Saturday, September 12, 2015

Saturday of Our Lady

Photo: R. Massaro Our Lady of Consolation, Carey, Ohio

Mary is the supreme masterpiece of Almighty God and he has reserved the knowledge and possession of her for himself. She is the glorious Mother of God the Son who chose to humble and conceal her during her lifetime in order to foster her humility.
St. Louis de Montfort, True Devotion to the Blessed Virgin

Peace be with you!

Sunday, September 6, 2015


 Today's Term: Punctuality

The Call to Prayer: Be on time
Photo: R. Massaro St. Agnes Church Orrville, Ohio

Punctuality? Really? You may be thinking, what does this have to do with the spiritual life? Well, I think it is a very important part of the spiritual life.  Punctuality may not be one of the most recognized gifts of the Holy Spirit, but it truly is a gift from God.

You may live in a divided household; your spouse may be the punctual one, or perhaps it's the other way around.  Do you know someone who is habitually late for an appointment? Are you the person who tries to keep the other person accountable for being on time?  Yes, it's a challenge for many of us in our busy lives as we try to juggle errands, activities, and appointments.

Think of the many times we rely on the punctuality of another person. We go to our doctor and he's running late. His lack of punctuality causes us stress, unless we have the gift of patience where the lack of punctuality on the part of another does not disturb the calm of our heart.

How many times have we been "run off of the road" by someone who is probably running late for work or an appointment? Their lack of punctuality and their response to it threaten the lives of others on the road. Yes, a lack of punctuality can be dangerous, especially in the spiritual life.

Being punctual for Mass, prayer time, and religious activities says a lot about who we are and the desire we have to be at attention and "ready for service" to the Holy Spirit. In the monastic setting,  the manner of punctuality effects the keeping of the rule. For religious persons, those in monasteries and religious communities must be punctual so that the prayer life of the community is not disrupted. The punctuality of all the members is essential for unity and peace, which reflects the common vision of their charism.

 St. Therese of the Child Jesus is an example of a saint who tried to be punctual. She writes about this in her Story of a Soul. She says that she wanted to be obedient, even in small things. When she was writing her memoirs and heard the bell, the call to prayer, she would stop writing in mid-sentence. That small act of self-denial took great effort on her part until she matured in the virtue of punctuality.

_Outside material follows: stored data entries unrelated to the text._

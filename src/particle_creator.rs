use std::fs::File;
use std::io::{self, BufRead, BufReader, BufWriter, Write};
use std::path::Path;

use nalgebra::Vector3;
use rand::Rng;
use rand_distr::{Distribution, Uniform};

use crate::error::SimError;
use crate::particle::Particle;

/// Value ranges for randomly generated particle sets.
#[derive(Clone, Copy, Debug)]
pub struct ParticleLimits {
    pub position_min: Vector3<f64>,
    pub position_max: Vector3<f64>,
    pub mass: (f64, f64),
    pub velocity: (f64, f64),
    pub acceleration: (f64, f64),
}

impl Default for ParticleLimits {
    fn default() -> Self {
        Self {
            position_min: Vector3::repeat(-500.0),
            position_max: Vector3::repeat(500.0),
            mass: (40.0, 70.0),
            velocity: (10.0, 20.0),
            acceleration: (1.0, 10.0),
        }
    }
}

/// Draw `count` particles uniformly from `limits`, with dense ids `0..count`.
#[must_use]
pub fn generate<R: Rng>(count: usize, limits: &ParticleLimits, rng: &mut R) -> Vec<Particle> {
    let position: [Uniform<f64>; 3] = std::array::from_fn(|axis| {
        Uniform::new_inclusive(limits.position_min[axis], limits.position_max[axis])
    });
    let mass = Uniform::new_inclusive(limits.mass.0, limits.mass.1);
    let velocity = Uniform::new_inclusive(limits.velocity.0, limits.velocity.1);
    let acceleration = Uniform::new_inclusive(limits.acceleration.0, limits.acceleration.1);

    (0..count)
        .map(|id| {
            let mut particle = Particle::new(
                id,
                mass.sample(rng),
                Vector3::new(
                    position[0].sample(rng),
                    position[1].sample(rng),
                    position[2].sample(rng),
                ),
                Vector3::new(
                    velocity.sample(rng),
                    velocity.sample(rng),
                    velocity.sample(rng),
                ),
            );
            particle.acceleration = Vector3::new(
                acceleration.sample(rng),
                acceleration.sample(rng),
                acceleration.sample(rng),
            );
            particle
        })
        .collect()
}

fn malformed(message: String) -> SimError {
    SimError::Io(io::Error::new(io::ErrorKind::InvalidData, message))
}

fn tail<'l>(line: &'l str, prefix: &str) -> Result<&'l str, SimError> {
    line.trim()
        .strip_prefix(prefix)
        .map(str::trim)
        .ok_or_else(|| malformed(format!("expected `{prefix}`, got `{line}`")))
}

fn triple(text: &str) -> Result<Vector3<f64>, SimError> {
    let inner = text
        .strip_prefix('(')
        .and_then(|t| t.strip_suffix(')'))
        .ok_or_else(|| malformed(format!("expected a `(x, y, z)` triple, got `{text}`")))?;

    let mut components = inner.split(',');
    let mut next = || -> Result<f64, SimError> {
        components
            .next()
            .and_then(|c| c.trim().parse().ok())
            .ok_or_else(|| malformed(format!("malformed triple `{text}`")))
    };

    Ok(Vector3::new(next()?, next()?, next()?))
}

/// Read a particle configuration file.
///
/// The format is the one [`write_config`] emits: a header line followed by
/// five-line blocks of id, position, velocity, acceleration, and mass.
pub fn parse(path: impl AsRef<Path>) -> Result<Vec<Particle>, SimError> {
    let file = BufReader::new(File::open(path)?);
    let mut lines = file.lines();

    // header carries no particle data
    let _ = lines.next().transpose()?;

    let mut particles = Vec::new();
    loop {
        let Some(line) = lines.next().transpose()? else {
            break;
        };
        if line.trim().is_empty() {
            continue;
        }

        let id = tail(&line, "Particle ID:")?
            .parse()
            .map_err(|_| malformed(format!("malformed particle id in `{line}`")))?;

        let mut block = |prefix: &str| -> Result<String, SimError> {
            lines
                .next()
                .transpose()?
                .ok_or_else(|| malformed(format!("truncated particle block, missing `{prefix}`")))
        };

        let position = triple(tail(&block("Position:")?, "Position:")?)?;
        let velocity = triple(tail(&block("Velocity:")?, "Velocity:")?)?;
        let acceleration = triple(tail(&block("Acceleration:")?, "Acceleration:")?)?;
        let mass = tail(&block("Mass:")?, "Mass:")?
            .parse()
            .map_err(|_| malformed("malformed particle mass".into()))?;

        let mut particle = Particle::new(id, mass, position, velocity);
        particle.acceleration = acceleration;
        particles.push(particle);
    }

    Ok(particles)
}

/// Write `particles` in the configuration file format understood by
/// [`parse`].
pub fn write_config(path: impl AsRef<Path>, particles: &[Particle]) -> Result<(), SimError> {
    let mut file = BufWriter::new(File::create(path)?);

    writeln!(file, "Particle System with {} particles:", particles.len())?;
    for p in particles {
        writeln!(file, "Particle ID: {}", p.id)?;
        writeln!(
            file,
            "Position: ({}, {}, {})",
            p.position.x, p.position.y, p.position.z
        )?;
        writeln!(
            file,
            "Velocity: ({}, {}, {})",
            p.velocity.x, p.velocity.y, p.velocity.z
        )?;
        writeln!(
            file,
            "Acceleration: ({}, {}, {})",
            p.acceleration.x, p.acceleration.y, p.acceleration.z
        )?;
        writeln!(file, "Mass: {}", p.mass)?;
    }
    file.flush()?;

    Ok(())
}
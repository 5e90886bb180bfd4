/// Errors that can occur during storage operations.
#[derive(Debug, thiserror::Error)]
pub enum StorageError {
    /// An I/O error occurred while reading or writing the config file.
    #[error("I/O error: {0}")]
    Io(#[from] std::io::Error),

    /// A JSON serialization or deserialization error occurred.
    #[error("JSON error: {0}")]
    Json(#[from] serde_json::Error),

    /// The platform does not provide a config directory.
    #[error("could not determine config directory")]
    NoConfigDir,
}
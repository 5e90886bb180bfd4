use serde::{Deserialize, Serialize};

/// A single cheatsheet entry: a keybind and the program it belongs to.
#[derive(Debug, Clone, PartialEq, Eq, Serialize, Deserialize)]
pub struct Item {
    /// The keybind itself, e.g. `meta + i`.
    pub title: String,
    /// Optional tag naming the owning program. Empty when not given.
    #[serde(default)]
    pub tag: String,
}

impl Item {
    /// Creates a new item.
    pub fn new(title: impl Into<String>, tag: impl Into<String>) -> Self {
        Self {
            title: title.into(),
            tag: tag.into(),
        }
    }
}

/// Snapshot of the add form's values taken when the user submits.
///
/// Only the add form builds these; the record is moved into the
/// persistence layer and never kept by the form.
#[derive(Debug, Clone, PartialEq, Eq)]
pub struct SubmissionRecord {
    primary_value: String,
    tag_value: String,
}

impl SubmissionRecord {
    pub(crate) fn new(primary_value: impl Into<String>, tag_value: impl Into<String>) -> Self {
        Self {
            primary_value: primary_value.into(),
            tag_value: tag_value.into(),
        }
    }

    /// The keybind value.
    pub fn primary_value(&self) -> &str {
        &self.primary_value
    }

    /// The tag value, possibly empty.
    pub fn tag_value(&self) -> &str {
        &self.tag_value
    }
}

impl From<SubmissionRecord> for Item {
    fn from(record: SubmissionRecord) -> Self {
        Self {
            title: record.primary_value,
            tag: record.tag_value,
        }
    }
}
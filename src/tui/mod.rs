//! TUI: App state, event loop, screens, widgets.

pub mod app;
pub mod error;
pub mod event;
pub mod layout;
pub mod screens;
pub mod theme;
pub mod transition;
pub mod widgets;

pub use app::App;
pub use error::AppError;
pub use event::AppEvent;
pub use transition::Transition;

Here is what one of my favorite writers, Fr. Adolphe Tanquerey, in his great work The Spiritual Life says about punctuality:

Punctuality is an integral part of the observance of a rule of life. Not to begin an exercise at the prescribed moment, and that without a reason, already constitutes an act of resistance to grace, which admits of no delays; it is to run the risk of omitting or at least shortening this exercise from lack of time. If it is question of some public exercise of the ministry, a delay often means considerable inconvenience to the faithful; on the part of a teacher lack of punctuality sets before the students a bad example which they are but too prone to follow.

The Spiritual Life. The Very Reverend Adlophe Tanquerey, SS.,D.D.. Society of St. John the Evangelist, Desclee & Co., Imprimatur, Michael J. Curley, Archbishop of Baltimore, May 24, 1930.

When we go to Mass we expect the celebration to begin on time. When the priest is late, we begin to worry that something may be wrong. It gives us spiritual security to know that the Mass is going to take place each day at a specific time. We should make every effort to be on time for Holy Mass.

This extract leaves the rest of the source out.